Inch by Inch, Russia Loses Its Grip on Chechnya
An ambiguous peace lets region appoint a Cabinet this week. Moscow wants to arrest new prime minister.
A splintered wooden door on a Moscow side street symbolizes the deadlock over the breakaway Muslim republic of Chechnya, separating the Chechens' insistence on independence and Russia's inability to let go.
The outside of the door to the Chechen government mission shows the official Russian version of its defiant subject. The metal plaque announcing the delegation's presence hangs next to those of more subservient republics, making clear that it is Moscow that pays the offices' rent.
But step inside, and posters on the walls hail an unrecognized state. The chief delegate, Vakha Khasanov, talks vehemently about virtual independence and even the possibility of renewed war to get it.
"There is a stalemate here. De facto we are an independent state and ignore directions from the center," Mr. Khasanov says. "We hope that we can transform our de facto into de juris independence. But Russia does not seem to want to listen."
Chechnya, in the rugged Caucasus Mountains, is Russia's Northern Ireland and its West Bank, an ethnically different area that for 150 years has been defying central rule.
Its 1 million people run their own affairs. But they still take handouts from Moscow, which deems the district just one of its 21 republics. The regions enjoy a high degree of autonomy, including the right to elect their own presidents and draw up constitutions.
A treaty signed in August 1996 ended the 21-month separatist war in Chechnya. The conflict saw Russian troops humiliated as Chechens suffered 60,000 deaths and were bombed to economic ruin.
The peace deal stipulates that Chechnya's political status is to be resolved before Dec. 31, 2000. Russia interprets that as meaning no decision will come until the deadline, but the Chechen government wants to settle things before then.
"Relations between the Chechen and Russian governments are worsening," says Denis Dragunski, a magazine columnist and an expert on Chechnya. "And I see them deteriorating further in the months to come."
Although Chechnya accounts for only 0.7 percent of Russia's total territory, the area is strategic, since Russia depends on a 95-mile stretch of oil pipeline that runs through the region.
Lawlessness, banditry, and the kidnapping of foreigners have severely limited international aid and makes it a nightmare to govern.
But Russia does not want to see a strong Islamic state in the northern Caucasus, nor a precedent for other independence-minded republics. The breakup of the Soviet Union is a sore point for many nationalist Russians who do not want any further loss of territory.

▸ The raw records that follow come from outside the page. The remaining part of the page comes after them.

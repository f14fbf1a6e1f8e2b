//! Integration tests for file-backed readers and writers

mod common;

use common::builders::{id_name_schema, id_records};
use common::{assert_run_ok, ints, strings};
use recordflow::config::{ReaderSettings, WriterSettings};
use recordflow::graph::nodes::{CollectSink, Reader, VecSource, Writer};
use recordflow::io::codec::{DelimitedFormatter, DelimitedParser};
use recordflow::io::{FaultPolicy, MemoryTarget, Sink, TargetSettings};
use recordflow::{FieldDef, FieldType, GraphBuilder, NodeStatus, Schema};
use std::path::Path;
use std::sync::Arc;

/// Write `per_file` consecutive ids into each of `files` CSV files.
fn write_csv_files(dir: &Path, files: usize, per_file: usize) -> Vec<String> {
    (0..files)
        .map(|f| {
            let path = dir.join(format!("part-{}.csv", f));
            let text: String = (0..per_file)
                .map(|i| {
                    let id = f * per_file + i;
                    format!("{},item-{}\n", id, id)
                })
                .collect();
            std::fs::write(&path, text).unwrap();
            path.display().to_string()
        })
        .collect()
}

/// Run `reader -> sink` and return the summary with the collected ids.
fn read_all(schema: &Arc<Schema>, settings: ReaderSettings) -> (NodeStatus, Vec<i32>) {
    let (sink, collected) = CollectSink::new("sink");
    let parser = Box::new(DelimitedParser::new(schema.clone(), ','));

    let mut builder = GraphBuilder::new();
    let reader = builder.add_node(Reader::new("reader", settings, parser), 0);
    let sink = builder.add_node(sink, 0);
    builder.connect(reader, 0, sink, 0, schema.clone()).unwrap();

    let summary = builder.build().unwrap().run().unwrap();
    (summary.by_name("reader").unwrap().status, ints(&collected, 0))
}

#[test]
fn test_global_skip_and_limit_across_files() {
    let dir = tempfile::tempdir().unwrap();
    let paths = write_csv_files(dir.path(), 3, 10);
    let schema = id_name_schema();

    let settings = ReaderSettings {
        source: paths.join(";"),
        skip: 15,
        limit: Some(5),
        ..ReaderSettings::default()
    };
    let (status, ids) = read_all(&schema, settings);
    assert_eq!(status, NodeStatus::Ok);
    assert_eq!(ids, vec![15, 16, 17, 18, 19]);
}

#[test]
fn test_per_source_window_with_wildcard() {
    let dir = tempfile::tempdir().unwrap();
    write_csv_files(dir.path(), 3, 10);
    let schema = id_name_schema();

    let settings = ReaderSettings {
        source: dir.path().join("part-?.csv").display().to_string(),
        source_skip: 2,
        source_limit: Some(3),
        ..ReaderSettings::default()
    };
    let (status, ids) = read_all(&schema, settings);
    assert_eq!(status, NodeStatus::Ok);
    assert_eq!(ids, vec![2, 3, 4, 12, 13, 14, 22, 23, 24]);
}

#[test]
fn test_missing_file_fails_reader() {
    let dir = tempfile::tempdir().unwrap();
    let schema = id_name_schema();
    let settings = ReaderSettings {
        source: dir.path().join("absent.csv").display().to_string(),
        ..ReaderSettings::default()
    };
    let (status, ids) = read_all(&schema, settings);
    assert_eq!(status, NodeStatus::Error);
    assert!(ids.is_empty());
}

fn malformed_file(dir: &Path) -> String {
    let path = dir.join("bad.csv");
    std::fs::write(&path, "1,a\nx,b\n3,c\n").unwrap();
    path.display().to_string()
}

#[test]
fn test_strict_policy_fails_on_malformed() {
    let dir = tempfile::tempdir().unwrap();
    let schema = id_name_schema();
    let settings = ReaderSettings {
        source: malformed_file(dir.path()),
        policy: Some(FaultPolicy::Strict),
        ..ReaderSettings::default()
    };
    let (status, ids) = read_all(&schema, settings);
    assert_eq!(status, NodeStatus::FatalError);
    // The sink may be stopped before it drains the one good record.
    assert!(ids.len() <= 1);
}

#[test]
fn test_lenient_policy_keeps_record_count() {
    let dir = tempfile::tempdir().unwrap();
    // A non-nullable id falls back to zero instead of NULL.
    let schema = Arc::new(
        Schema::new(
            "item",
            vec![
                FieldDef::new("id", FieldType::Integer).not_null(),
                FieldDef::new("name", FieldType::String),
            ],
        )
        .unwrap(),
    );
    let settings = ReaderSettings {
        source: malformed_file(dir.path()),
        policy: Some(FaultPolicy::Lenient),
        ..ReaderSettings::default()
    };
    let (status, ids) = read_all(&schema, settings);
    assert_eq!(status, NodeStatus::Ok);
    assert_eq!(ids, vec![1, 0, 3]);
}

#[test]
fn test_controlled_policy_reports_on_error_port() {
    let dir = tempfile::tempdir().unwrap();
    let schema = id_name_schema();
    let error_schema = Reader::error_schema().unwrap();
    let settings = ReaderSettings {
        source: malformed_file(dir.path()),
        policy: Some(FaultPolicy::Controlled),
        ..ReaderSettings::default()
    };
    let (good, good_rows) = CollectSink::new("good");
    let (bad, bad_rows) = CollectSink::new("bad");

    let mut builder = GraphBuilder::new();
    let parser = Box::new(DelimitedParser::new(schema.clone(), ','));
    let reader = builder.add_node(Reader::new("reader", settings, parser), 0);
    let good = builder.add_node(good, 0);
    let bad = builder.add_node(bad, 0);
    builder.connect(reader, 0, good, 0, schema).unwrap();
    builder.connect(reader, 1, bad, 0, error_schema).unwrap();

    let summary = builder.build().unwrap().run().unwrap();
    assert_run_ok(&summary);
    assert_eq!(ints(&good_rows, 0), vec![1, 3]);

    let failures = bad_rows.records();
    assert_eq!(failures.len(), 1);
    assert_eq!(failures[0].get(0), Some(&recordflow::Value::Long(2)));
    assert!(strings(&bad_rows, 1)[0].ends_with("bad.csv"));
}

#[test]
fn test_reader_runs_twice() {
    let dir = tempfile::tempdir().unwrap();
    let paths = write_csv_files(dir.path(), 1, 4);
    let schema = id_name_schema();
    let (sink, collected) = CollectSink::new("sink");
    let settings = ReaderSettings {
        source: paths[0].clone(),
        ..ReaderSettings::default()
    };

    let mut builder = GraphBuilder::new();
    let parser = Box::new(DelimitedParser::new(schema.clone(), ','));
    let reader = builder.add_node(Reader::new("reader", settings, parser), 0);
    let sink = builder.add_node(sink, 0);
    builder.connect(reader, 0, sink, 0, schema).unwrap();

    let mut graph = builder.build().unwrap();
    for _ in 0..2 {
        assert_run_ok(&graph.run().unwrap());
        assert_eq!(ints(&collected, 0), vec![0, 1, 2, 3]);
    }
}

#[test]
fn test_writer_rotation_then_read_back() {
    let dir = tempfile::tempdir().unwrap();
    let schema = id_name_schema();
    let ids: Vec<i32> = (0..7).collect();
    let settings = WriterSettings {
        target: dir.path().join("out-##.csv").display().to_string(),
        records_per_file: Some(3),
        ..WriterSettings::default()
    };

    let mut builder = GraphBuilder::new();
    let source = builder.add_node(VecSource::new("source", id_records(&schema, &ids)), 0);
    let writer = builder.add_node(
        Writer::new("writer", &settings, Box::new(DelimitedFormatter::new(','))).unwrap(),
        0,
    );
    builder.connect(source, 0, writer, 0, schema.clone()).unwrap();
    assert_run_ok(&builder.build().unwrap().run().unwrap());

    let lines = |name: &str| {
        std::fs::read_to_string(dir.path().join(name))
            .unwrap()
            .lines()
            .count()
    };
    assert_eq!(lines("out-00.csv"), 3);
    assert_eq!(lines("out-01.csv"), 3);
    assert_eq!(lines("out-02.csv"), 1);
    assert!(!dir.path().join("out-03.csv").exists());

    let read_back = ReaderSettings {
        source: dir.path().join("out-*.csv").display().to_string(),
        ..ReaderSettings::default()
    };
    let (status, got) = read_all(&schema, read_back);
    assert_eq!(status, NodeStatus::Ok);
    assert_eq!(got, ids);
}

#[test]
fn test_writer_window_over_sinks() {
    let schema = id_name_schema();
    let ids: Vec<i32> = (0..10).collect();
    let first = MemoryTarget::new();
    let second = MemoryTarget::new();
    let settings = TargetSettings {
        records_per_file: Some(2),
        skip: 3,
        limit: Some(4),
        ..TargetSettings::default()
    };
    let writer = Writer::with_sinks(
        "writer",
        [
            Sink::new("first", first.clone()),
            Sink::new("second", second.clone()),
        ],
        settings,
        Box::new(DelimitedFormatter::new(',')),
    )
    .unwrap();

    let mut builder = GraphBuilder::new();
    let source = builder.add_node(VecSource::new("source", id_records(&schema, &ids)), 0);
    let writer = builder.add_node(writer, 0);
    builder.connect(source, 0, writer, 0, schema).unwrap();

    let summary = builder.build().unwrap().run().unwrap();
    assert_run_ok(&summary);
    // The writer consumes everything even after its limit.
    assert_eq!(summary.by_name("writer").unwrap().records_in, vec![10]);
    assert_eq!(first.to_string_lossy(), "3,item-3\n4,item-4\n");
    assert_eq!(second.to_string_lossy(), "5,item-5\n6,item-6\n");
}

The latest crisis began with the announcement earlier this month by Chechen President Aslan Maskhadov that he had appointed war hero Shamil Basayev prime minister, and asked him to form a new government. Mr. Basayev is popular locally - but is wanted in Moscow for leading the June 1995 hostage-taking in the Russian town of Budyonnovsk, in which more than 100 people died.
Blaming Chechens for recent raids on Russians and wanting to show who was responsible, Russia's hawkish Interior Minister Anatoly Kulikov began the year by positioning troops along the border and threatening "preventive" strikes on Chechen guerrilla bases. Chechnya responded by putting its fighters on alert.
But beyond these gestures, some analysts believe a conflict will be avoided. They say that Russia is reluctant to restart the war that lost it much prestige at home and abroad. They note that the most of the units Kulikov stationed at the border lack the missiles and manpower needed to carry out the threatened preemptive strikes.
"Russia should speak gently but carry a big stick," paraphrases Sergei Kazenov, an expert on Chechnya at the Institute for National Security and Strategic Research, an independent Russian think tank.
"But," Mr. Kazenov notes, "It doesn't have a big stick right now."
Some analysts believe that although Basayev's ascendancy proves the eroded authority of the more moderate Mr. Maskhadov, the chances for stability in the anarchic territory are now greater. Basayev, unlike Maskhadov, has more sway over maverick field commanders who hold the true power in Chechnya.
Basayev is not adverse to dialogue, but is no doubt confused by the lack of policy coherence in Moscow.
In addition to Kulikov's bombing threat, the past three weeks saw Russia's chief prosecutor calling for Basayev's arrest. Then last week, Russia's chief negotiator flew to the Chechen capital Grozny for talks with Basayev.
On Jan. 19, Russian President Boris Yeltsin said he generally supported the interior minister's tough stance on Chechnya, although he said Kulikov's statements "should have been corrected slightly."
It was Mr. Yeltsin's first public statement on Chechnya since returning to work after several weeks of vacation and sick leave.